Haenisch und ihre Kollegen haben einige dieser Probleme in einer kleineren Studie aus dem Jahr 2015 aufgegriffen, in der 3.327 Personen genau verfolgt wurden und ein um fast 40 Prozent erhöhtes Demenzrisiko bei älteren PPI-Anwendern festgestellt wurde. In Verbindung mit früheren Studien, die einen sprunghaften Anstieg des Beta-Amyloid-Proteins, eines verräterischen Markers für Alzheimer, in den Gehirnen von mit PPI behandelten Mäusen zeigten, sagt Kuller, dass wir die Ergebnisse der jüngsten Studie nicht einfach abtun können.

„Wir kennen die Ursache nicht, wir verstehen keine spezifischen Behandlungen, es verursacht eine Menge Behinderungen, und wir haben ein Medikament, das sehr weit verbreitet ist“, sagt Kuller. „Man muss also konservativer vorgehen, als man es normalerweise tun würde. Das könnte nicht nur bedeuten, dass man gezieltere Studien plant, sondern auch, dass man vorsichtig damit ist, älteren Patienten zu viele Medikamente zu verschreiben.

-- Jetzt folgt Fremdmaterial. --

use std::collections::BTreeMap;

use serde_json::Value;

use crate::domain::common::model::{Provider, RawRecord, ResourceCostRecord};
use crate::errors::SchemaError;

use super::field_helpers::{
    check_invariants, optional_str, preserve_extras, required_amount, required_currency,
    required_str, required_timestamp, tag_value,
};

pub const BILLING_ACCOUNT: &str = "billing_account_id";
pub const SERVICE: &str = "service.description";
pub const RESOURCE_GLOBAL_NAME: &str = "resource.global_name";
pub const RESOURCE_NAME: &str = "resource.name";
pub const COST: &str = "cost";
pub const CURRENCY: &str = "currency";
pub const USAGE_START: &str = "usage_start_time";
pub const USAGE_END: &str = "usage_end_time";
pub const COST_TYPE: &str = "cost_type";
pub const LABELS: &str = "labels";

const KNOWN: [&str; 9] = [
    BILLING_ACCOUNT,
    SERVICE,
    RESOURCE_GLOBAL_NAME,
    COST,
    CURRENCY,
    USAGE_START,
    USAGE_END,
    COST_TYPE,
    LABELS,
];

/// Maps one billing-export row (BigQuery export column names).
pub fn normalize_gcp(raw: &RawRecord) -> Result<ResourceCostRecord, SchemaError> {
    let p = Provider::Gcp;

    let cost_type = optional_str(raw, COST_TYPE);
    let is_credit = matches!(cost_type.as_deref(), Some("credit") | Some("adjustment"));

    let mut tags = BTreeMap::new();
    if let Some(Value::Array(labels)) = raw.get(LABELS) {
        for label in labels {
            let key = label.get("key").and_then(Value::as_str);
            let value = label.get("value").and_then(tag_value);
            if let (Some(k), Some(v)) = (key, value) {
                tags.insert(k.to_string(), v);
            }
        }
    }
    preserve_extras(raw, p, &KNOWN, &mut tags);

    let resource_id = optional_str(raw, RESOURCE_GLOBAL_NAME);
    if resource_id.is_none() {
        tags.remove(&format!("{}:{}", p.tag_prefix(), RESOURCE_NAME));
    }
    let resource_id = resource_id.or_else(|| optional_str(raw, RESOURCE_NAME));

    check_invariants(ResourceCostRecord {
        provider: p,
        account_id: required_str(raw, p, BILLING_ACCOUNT)?,
        service_name: required_str(raw, p, SERVICE)?,
        resource_id,
        amount: required_amount(raw, p, COST)?,
        currency: required_currency(raw, p, CURRENCY)?,
        period_start: required_timestamp(raw, p, USAGE_START)?,
        period_end: required_timestamp(raw, p, USAGE_END)?,
        tags,
        is_credit,
    })
}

Wie PPIs das Gehirn beeinflussen können

PPIs reduzieren den Säuregehalt des Magens, indem sie die Aktivität eines Enzyms herunterfahren, das geladene Ionen durch winzige Tore – die so genannten Protonenpumpen – auf der Oberfläche der Zellen im Magen transportiert. Da zumindest einige PPIs nachweislich die Blut-Hirn-Schranke überwinden, gehen Experten davon aus, dass sie unerwartete Auswirkungen auf ähnliche Enzyme im Gehirn haben könnten. Mikroglia genannte Stützzellen des Nervensystems sind auf säurehaltige Organellen angewiesen, um unerwünschte Proteine abzubauen; eine Hemmung der Säureproduktion könnte die Fähigkeit der Zellen beeinträchtigen, die Proteingewinnung aufzubrechen, von der man annimmt, dass sie mit Demenz zusammenhängt.

Auch andere Enzyme, die mit Beta-Amyloid-Proteinen zusammenhängen, könnten von den Medikamenten im Gehirn beeinflusst werden. Angesichts dieser plausiblen Wege, erklärt Haenisch, könnten die Medikamente unbeabsichtigt zu einer ungesunden Proteinansammlung beitragen. Studien mit PPI-behandelten Mäusen haben bestätigt, dass ihre Gehirne höhere Mengen an Beta-Amyloid-Proteinen enthalten. Und Haenisch weist auf einen anderen, einfacheren Zusammenhang hin: Die Einnahme von PPI wird mit einer geringeren Verfügbarkeit von Vitamin B12 in Verbindung gebracht, das seinerseits mit dem kognitiven Verfall in Verbindung gebracht wird.-A.A.